Mary Oliver “tenía una perrita que amaba las flores, una cosita salvaje que nunca fue a la escuela. Caminaba con paso rápido por los campos, pero se detenía para ver la madreselva o la rosa, su cabeza oscura y su nariz húmeda rozaban el rostro de cada una con sus pétalos de seda, y su fragancia se elevaba hacia el aire donde revoloteaban las abejas, con sus cuerpos cargados de polen; y adoraba fácilmente cada flor, no de la manera seria y cuidadosa en que elegimos esta flor o aquella, de la manera en que alabamos o no alabamos, de la manera en que amamos o no amamos, sino de la manera en que anhelamos ser, así de felices en el cielo de la tierra, así de salvajes, así de amorosos”.

Todo lo que importa cabe dentro de mi perro Louka y de unos versos de Rilke: "Sí, todo arte es el resultado de haber estado en peligro, de haber vivido una experiencia hasta el final, hasta el punto donde no se puede ir más allá".
Omnia vincit amor; et nos cedamus amori.

EPÍLOGO: UNA HISTORIA TUVANA

Os voy a contar una historia, la clase de historia que solo tiene sentido para la gente especial como tú. El cantante tuvano Oidupaa Vladimir Oiun pasó 33 años en una colonia penal rusa, condenado por asesinato y violación. Allí parió «Música divina desde una prisión». Grabó el casete en la oficina del alcaide. No vivió mucho más desde su liberación, pero antes de fallecer alcanzó una cierta versión modesta de éxito en la vida. Fue tan popular como podría ser, pongamos, el Mark E. Smith de los cantantes de Tuvá. Escuché decir que le invitaron a tocar en Suecia y en Polonia. Anduvo por aquí y allá con su bayán y sus mujeres, tal y como yo soñé que le vi una vez en Lituania. Estaba sentado en un parterre junto a ellas y una gran maleta de madera mientras los pocos transeúntes que se aventuraban por las calles heladas pasaban a su lado indiferentes y ajenos a la grandiosidad del acto artístico al que volvían la espalda.

En una ocasión, una periodista le preguntó a Vladimir sobre su música y él respondió: «Lo que hago no es nuevo, sino viejo olvidado.
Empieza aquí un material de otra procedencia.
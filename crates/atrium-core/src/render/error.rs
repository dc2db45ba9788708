// Copyright 2026 the atrium project authors
//
// Licensed under the Apache License, Version 2.0 (the "License");
// you may not use this file except in compliance with the License.
// You may obtain a copy of the License at
//
//     http://www.apache.org/licenses/LICENSE-2.0
//
// Unless required by applicable law or agreed to in writing, software
// distributed under the License is distributed on an "AS IS" BASIS,
// WITHOUT WARRANTIES OR CONDITIONS OF ANY KIND, either express or implied.
// See the License for the specific language governing permissions and
// limitations under the License.

//! Error types for the render-device subsystem.

use std::fmt;

/// An error from render object creation, lookup, or use.
///
/// Malformed specs are configuration errors reported here, never panics;
/// every factory call returns a `Result` that the caller must check.
#[derive(Debug, Clone, PartialEq, Eq)]
pub enum ResourceError {
    /// A factory was handed a spec it refuses to construct from.
    InvalidSpec {
        /// The object category being created.
        category: &'static str,
        /// What was wrong with the spec.
        details: String,
    },
    /// A handle whose slot has been destroyed (or reused) was passed in.
    StaleHandle {
        /// The category of the offending handle.
        category: &'static str,
    },
    /// A stateful call needed an active context but none is set.
    NoActiveContext,
    /// A program operation required a linked program.
    ProgramNotLinked,
    /// The concrete backend rejected the operation.
    BackendFailure(String),
}

impl fmt::Display for ResourceError {
    fn fmt(&self, f: &mut fmt::Formatter<'_>) -> fmt::Result {
        match self {
            ResourceError::InvalidSpec { category, details } => {
                write!(f, "invalid {category} spec: {details}")
            }
            ResourceError::StaleHandle { category } => {
                write!(f, "stale {category} handle (object was destroyed)")
            }
            ResourceError::NoActiveContext => {
                write!(f, "no active render context")
            }
            ResourceError::ProgramNotLinked => {
                write!(f, "program has not been linked")
            }
            ResourceError::BackendFailure(details) => {
                write!(f, "render backend failure: {details}")
            }
        }
    }
}

impl std::error::Error for ResourceError {}
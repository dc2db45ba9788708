// Copyright 2026 the atrium project authors
//
// Licensed under the Apache License, Version 2.0 (the "License");
// you may not use this file except in compliance with the License.
// You may obtain a copy of the License at
//
//     http://www.apache.org/licenses/LICENSE-2.0
//
// Unless required by applicable law or agreed to in writing, software
// distributed under the License is distributed on an "AS IS" BASIS,
// WITHOUT WARRANTIES OR CONDITIONS OF ANY KIND, either express or implied.
// See the License for the specific language governing permissions and
// limitations under the License.

//! # Atrium Plugins
//!
//! In-tree plugins. Linking this crate is what makes them visible to the
//! plugin registry; the launcher then installs whichever ones the
//! preferences list by path.

pub mod sandbox;
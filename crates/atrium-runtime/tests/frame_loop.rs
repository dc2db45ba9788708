// Copyright 2026 the atrium project authors
//
// Licensed under the Apache License, Version 2.0 (the "License");
// you may not use this file except in compliance with the License.
// You may obtain a copy of the License at
//
//     http://www.apache.org/licenses/LICENSE-2.0
//
// Unless required by applicable law or agreed to in writing, software
// distributed under the License is distributed on an "AS IS" BASIS,
// WITHOUT WARRANTIES OR CONDITIONS OF ANY KIND, either express or implied.
// See the License for the specific language governing permissions and
// limitations under the License.

//! A full assembly the way the launcher does it: preferences, headless
//! collaborators, a registered plugin, and the gui frame loop.

use atrium_core::platform::WindowSettings;
use atrium_core::render::{clear, ContextSettings, RenderDevice};
use atrium_core::{EventHandler, EventListener, FiredEvent};
use atrium_infra::{EchoInterpreter, HeadlessBackend, HeadlessWindow};
use atrium_runtime::events::RenderEvent;
use atrium_runtime::{
    CoreApplication, GuiApplication, Plugin, PluginManager, PluginRegistration, Preferences,
    RuntimeContext,
};
use std::cell::{Cell, RefCell};
use std::path::Path;
use std::rc::Rc;

thread_local! {
    static FRAMES_DRAWN: Cell<u64> = const { Cell::new(0) };
}

/// A plugin that clears and draws through the shared device on every render
/// phase, the way the in-tree sandbox plugin does.
struct DrawingPlugin {
    ctx: RuntimeContext,
    _listener: Option<EventListener>,
}

impl EventHandler for DrawingPlugin {
    fn on_event(&mut self, event: &FiredEvent<'_>) {
        if event.downcast_ref::<RenderEvent>().is_none() {
            return;
        }
        let mut device = self.ctx.device().borrow_mut();
        if device.clear(clear::ALL).is_ok() {
            FRAMES_DRAWN.with(|count| count.set(count.get() + 1));
        }
    }
}

impl Plugin for DrawingPlugin {
    fn name(&self) -> &str {
        "drawing"
    }
}

fn construct_drawing(ctx: &RuntimeContext) -> Rc<RefCell<dyn Plugin>> {
    let plugin = Rc::new(RefCell::new(DrawingPlugin {
        ctx: ctx.clone(),
        _listener: None,
    }));
    let handler: Rc<RefCell<dyn EventHandler>> = plugin.clone();
    let listener = EventListener::new(ctx.bus(), &handler, true);
    listener.subscribe::<RenderEvent>();
    plugin.borrow_mut()._listener = Some(listener);
    plugin
}

inventory::submit! {
    PluginRegistration {
        path: "drawing",
        name: "Drawing",
        construct: construct_drawing,
    }
}

fn assemble(frame_budget: u64) -> RuntimeContext {
    let preferences = Preferences::default();
    let window = HeadlessWindow::open(&WindowSettings::default()).with_frame_budget(frame_budget);
    let device = RenderDevice::new(Box::new(HeadlessBackend::new()));
    RuntimeContext::new(
        preferences,
        Rc::new(RefCell::new(window)),
        Rc::new(RefCell::new(device)),
        Rc::new(RefCell::new(EchoInterpreter::new())),
    )
}

#[test]
fn plugin_draws_once_per_frame_until_the_window_closes() {
    let ctx = assemble(4);

    // The plugin needs an active context to draw into.
    {
        let mut device = ctx.device().borrow_mut();
        let context = device.new_context(&ContextSettings::default()).unwrap();
        device.set_active_context(Some(context)).unwrap();
    }

    let mut manager = PluginManager::new(&ctx);
    manager.install(Path::new("drawing")).unwrap();
    assert_eq!(manager.plugins().len(), 1);

    let before = FRAMES_DRAWN.with(|count| count.get());
    let core = CoreApplication::new("frame-loop-test", ctx.clone()).with_arguments(vec![]);
    let mut app = GuiApplication::new(core);
    let code = app.run_until_closed();

    assert_eq!(code, 0);
    assert_eq!(app.frame_index(), 4);
    assert_eq!(FRAMES_DRAWN.with(|count| count.get()), before + 4);

    let clears = ctx
        .device()
        .borrow()
        .backend()
        .as_any()
        .downcast_ref::<HeadlessBackend>()
        .map(|backend| backend.counters().clears)
        .unwrap();
    assert_eq!(clears, 4);
}

#[test]
fn uninstalled_plugin_stops_drawing() {
    let ctx = assemble(2);
    {
        let mut device = ctx.device().borrow_mut();
        let context = device.new_context(&ContextSettings::default()).unwrap();
        device.set_active_context(Some(context)).unwrap();
    }

    let mut manager = PluginManager::new(&ctx);
    let id = manager.install(Path::new("drawing")).unwrap();
    manager.uninstall(id).unwrap();
    assert!(manager.is_empty());

    let before = FRAMES_DRAWN.with(|count| count.get());
    let core = CoreApplication::new("frame-loop-test", ctx).with_arguments(vec![]);
    GuiApplication::new(core).run_until_closed();
    assert_eq!(FRAMES_DRAWN.with(|count| count.get()), before);
}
Desde tiempos bárbaros, todas las naciones han asustado o hechizado a los animales con diversas onomatopeyas o, como decimos ahora, canto de garganta». Cuando leí aquellas palabras por primera vez me vino a la mente el pequeño Dersu Uzalá de Kurosawa charlando con las brasas crepitantes de una hoguera en compañía del capitán Arseniev y de sus hombres. Ambos, Dersu y Vladimir, eran hijos de la taiga y ambos tenían el alma hermosa de un brujo animista habituado a conversar con el agua y con el tigre como iguales.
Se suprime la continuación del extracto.